Murdo had thought I had potential once too. Once. Now, he always seemed to be angry at me.

‘Get in there! I want to have a word with both of you!’

And with an angry push he sent us both flying towards the English classroom.





Chapter Two


December 12th

I got detention today, thanks to that awful Ralph Aird. But I’ll get him back one of these days, and then he’ll be sorry. We were both dragged into Murdo’s class and he bawled at the two of us at the top of his voice. I’m sure they could have heard him in Sydney, Australia. Of course, I got the worst of it. As usual.

‘You will have to control that temper of yours, Lissa,’ he yelled. He had the cheek to say that to me. He’s always bawling at someone and whamming down his desk lid in his anger. ‘You used to be a nice girl.’

At that point Ralphie sniggered and I almost walloped him again.

‘People think you’re a bit of a snob, I know,’ Murdo went on, his voice a little softer now. He said it as if I had some sort of disease. If I’m a snob I have reason to be. I’m better than they are … or I used to think I was.

Murdo went on. ‘But now …’

He hesitated and I filled in his silence. ‘But now, I don’t have any reason to be a snob, is that it? Now, I’m a jailbird’s daughter.
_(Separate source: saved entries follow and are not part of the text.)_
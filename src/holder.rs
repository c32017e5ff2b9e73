// Copyright (c) 2025 - Cowboy AI, Inc.
//! Bean Holders
//!
//! A [`BeanHolder`] wraps one bean model together with a mutable map of
//! current property values. Instances are never mutated in place:
//! [`BeanHolder::bean`] constructs a fresh instance from the current
//! values on every call, so two consecutive calls yield structurally
//! identical but distinct instances.
//!
//! Holders are cloned to isolate combinatorial trials; a clone shares no
//! mutable state with its source, so mutating one is never observable in
//! the other.

use std::collections::BTreeMap;
use std::sync::Arc;

use crate::context::{TestContext, VerifyConfig};
use crate::errors::{VerifyError, VerifyResult};
use crate::model::BeanModel;
use crate::values::{Value, ValueKind};

/// A bean model plus the current value of every populated property
#[derive(Debug, Clone)]
pub struct BeanHolder {
    context: TestContext,
    model: Arc<BeanModel>,
    config: VerifyConfig,
    values: BTreeMap<String, Value>,
}

impl BeanHolder {
    /// Create a holder with every populated property set to an
    /// independent random value
    pub fn new(context: &TestContext, model: Arc<BeanModel>) -> VerifyResult<Self> {
        Self::with_config(context, model, VerifyConfig::new())
    }

    /// Create a holder with a per-run configuration
    pub fn with_config(
        context: &TestContext,
        model: Arc<BeanModel>,
        config: VerifyConfig,
    ) -> VerifyResult<Self> {
        let mut holder = Self {
            context: context.clone(),
            model,
            config,
            values: BTreeMap::new(),
        };
        holder.reset()?;
        Ok(holder)
    }

    /// The model this holder populates
    pub fn model(&self) -> &Arc<BeanModel> {
        &self.model
    }

    /// The configuration this holder resolves values with
    pub fn config(&self) -> &VerifyConfig {
        &self.config
    }

    /// Names of the testable properties, in model order
    pub fn property_names(&self) -> Vec<String> {
        self.model.testable_names()
    }

    /// Whether the named property participates in equality
    pub fn is_significant(&self, name: &str) -> VerifyResult<bool> {
        Ok(self.model.require_property(name)?.is_significant())
    }

    /// Whether the named property may hold an absent value
    pub fn is_nullable(&self, name: &str) -> VerifyResult<bool> {
        Ok(self.model.require_property(name)?.is_nullable())
    }

    /// Produce a value of the requested kind for the named property
    pub fn create_value(&self, kind: ValueKind, name: &str) -> VerifyResult<Value> {
        let property = self.model.require_property(name)?;
        self.context.create_value(
            self.model.bean_type(),
            name,
            property.value_type(),
            kind,
            Some(&self.config),
        )
    }

    /// Set the named property, reporting whether the stored value
    /// actually changed
    ///
    /// Change detection compares the old and new values through the value
    /// type's equality; two random draws that coincide count as "no
    /// change".
    pub fn set_property(&mut self, name: &str, value: Value) -> VerifyResult<bool> {
        let property = self.model.require_property(name)?;
        let expected = property.value_type();
        if value.type_info().id() != expected.id() {
            return Err(VerifyError::TypeMismatch {
                expected: expected.name(),
                actual: value.type_info().name(),
            });
        }

        let changed = match self.values.get(name) {
            Some(current) => !current.value_eq(&value),
            None => true,
        };
        self.values.insert(name.to_string(), value);
        Ok(changed)
    }

    /// Current value of the named property
    pub fn property_value(&self, name: &str) -> Option<&Value> {
        self.values.get(name)
    }

    /// Set every populated property to a fresh value of the given kind
    pub fn set_all_properties(&mut self, kind: ValueKind) -> VerifyResult<()> {
        for name in self.model.populated_names() {
            let value = self.create_value(kind, &name)?;
            self.set_property(&name, value)?;
        }
        Ok(())
    }

    /// Repopulate every property with independent random values
    pub fn reset(&mut self) -> VerifyResult<()> {
        self.set_all_properties(ValueKind::Random)
    }

    /// Construct a fresh instance from the current property values
    pub fn bean(&self) -> VerifyResult<Value> {
        self.model.construct(&self.values)
    }

    /// Independent copy of this holder's state
    pub fn copy(&self) -> Self {
        self.clone()
    }
}

#[cfg(test)]
mod tests {
    use super::*;
    use crate::model::{specs, BeanDescriptor, BeanModel, Spec};
    use crate::values::{TypeInfo, ValueFactory};
    use pretty_assertions::assert_eq;

    #[derive(Debug, Clone, PartialEq, Eq, Hash)]
    struct Account {
        id: u64,
        nickname: Option<String>,
    }

    fn account_context() -> TestContext {
        let context = TestContext::new();
        context.register_descriptor(
            BeanDescriptor::builder::<Account>()
                .constructor(&["id"], &[TypeInfo::of::<u64>()], |mut args| {
                    Ok(Account {
                        id: args.take()?,
                        nickname: None,
                    })
                })
                .property("id", |a: &Account| a.id, |a, v| a.id = v)
                .property_nullable(
                    "nickname",
                    |a: &Account| a.nickname.clone(),
                    |a, v| a.nickname = v,
                )
                .build()
                .unwrap(),
        );
        context
    }

    fn account_holder(specs: Vec<Spec>) -> BeanHolder {
        let context = account_context();
        let model = BeanModel::resolve(&context, TypeInfo::of::<Account>(), specs).unwrap();
        BeanHolder::new(&context, model).unwrap()
    }

    #[test]
    fn test_round_trip() {
        let mut holder = account_holder(Vec::new());

        holder.set_property("id", Value::new(77_u64)).unwrap();
        let bean = holder.bean().unwrap();
        assert_eq!(bean.extract::<Account>().unwrap().id, 77);
    }

    #[test]
    fn test_absent_round_trip_for_nullable() {
        let mut holder = account_holder(Vec::new());

        holder
            .set_property("nickname", Value::absent::<String>())
            .unwrap();
        let bean = holder.bean().unwrap();
        assert_eq!(bean.extract::<Account>().unwrap().nickname, None);
    }

    #[test]
    fn test_set_property_reports_actual_change() {
        let mut holder = account_holder(Vec::new());

        holder.set_property("id", Value::new(5_u64)).unwrap();
        assert!(!holder.set_property("id", Value::new(5_u64)).unwrap());
        assert!(holder.set_property("id", Value::new(6_u64)).unwrap());
    }

    #[test]
    fn test_set_property_rejects_wrong_type() {
        let mut holder = account_holder(Vec::new());
        let result = holder.set_property("id", Value::new(5_i64));
        assert!(matches!(result, Err(VerifyError::TypeMismatch { .. })));
    }

    #[test]
    fn test_copies_are_independent() {
        let mut holder = account_holder(Vec::new());
        holder.set_property("id", Value::new(1_u64)).unwrap();

        let mut copy = holder.copy();
        copy.set_property("id", Value::new(2_u64)).unwrap();

        assert_eq!(holder.bean().unwrap().extract::<Account>().unwrap().id, 1);
        assert_eq!(copy.bean().unwrap().extract::<Account>().unwrap().id, 2);
    }

    #[test]
    fn test_beans_are_structurally_identical_across_calls() {
        let holder = account_holder(Vec::new());
        let a = holder.bean().unwrap();
        let b = holder.bean().unwrap();
        assert!(a.value_eq(&b));
    }

    #[test]
    fn test_ignored_property_not_populated() {
        let holder = account_holder(vec![specs::ignored(&["nickname"])]);
        assert_eq!(holder.property_names(), vec!["id".to_string()]);
        assert!(holder.property_value("nickname").is_none());
    }

    #[test]
    fn test_override_factory_used_for_property() {
        let context = account_context();
        let model = BeanModel::resolve(&context, TypeInfo::of::<Account>(), Vec::new()).unwrap();
        let config = VerifyConfig::new().override_factory(
            "id",
            ValueFactory::from_values(Value::new(100_u64), Value::new(200_u64), || {
                Value::new(300_u64)
            }),
        );
        let holder = BeanHolder::with_config(&context, model, config).unwrap();

        let value = holder.create_value(ValueKind::Primary, "id").unwrap();
        assert_eq!(value.extract::<u64>().unwrap(), 100);
    }
}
Just like him.’

‘Actually, I’m a jailbird’s son,’ Ralph corrected as if he was being really smart.

‘Neither you nor Ralph can blame yourself for what your fathers have done.’

‘I don’t,’ I snapped back at him. What makes him think I blame myself?

‘No one blames you.’

But they do. I can see it in their faces when they pass me in the corridors. And they’re glad that it happened to me. To Lissa Blythe who always thought she was so much better than anyone else. I always used to be surrounded by friends, Nancy and Asra and me, we were always together. It took what happened to J.B. to make me realise how many of them only hung around with me because of who I was … or thought I was. A rich, successful man’s daughter.

‘I always hoped what happened to your father would make you a better person. More humble. It was all you were lacking, you know. A little humility.’

Humble? Me? Never!

‘Instead,’ his anger came back with force, ‘it only made you worse.’

‘You can say that again. See her, she’s well spoiled, sir.’ This came from Ralph, and he liked the expression so much he had to repeat it. ‘Well spoiled.’

To my surprise Murdo told him to shut up.

‘You’re every bit as bad as she is!’ he shouted at him.

He eventually let me go, but of course he kept Ralph behind to discuss the banner he is making for the district art competition. At the moment it stretches around the walls of the English classroom. A collage of Great Moments in Literature. He really needs Murdo’s help with that one, considering Ralphie has never read a book in his life. Well, he has now, of course. He had to read them so he could draw the characters. The scenes go from some bloke getting his eyes poked out in King Lear (trust Ralphie to include that one. He’s so bloodthirsty), to Harry Potter, pointing off into the distance to a future where books will always survive. (Murdo’s words, not mine.) He’s always painting new figures and attaching them to the banner. ‘It’s going to be a winner,’ I heard Murdo shouting proudly. He was almost singing it with a happy Highland lilt. No wonder he was happy. It was Murdo who had first recognised Ralph’s talent for art. ‘His potential.’

I left them to it. But I had a miserable day. And it didn’t help knowing that Ralph Aird, big-time loser, has more potential than me.

I was so miserable when I wrote that. I felt I had nothing in my life. And I was dreading Christmas, even if everyone else in the family was looking forward to it. J.B. would be coming home and my mum couldn’t keep her excitement a secret. She was always cleaning the house so that everything sparkled. She had Jonny helping and even Margo tottered about with her little toy hoover. And how angry Mum was because I wouldn’t help with anything.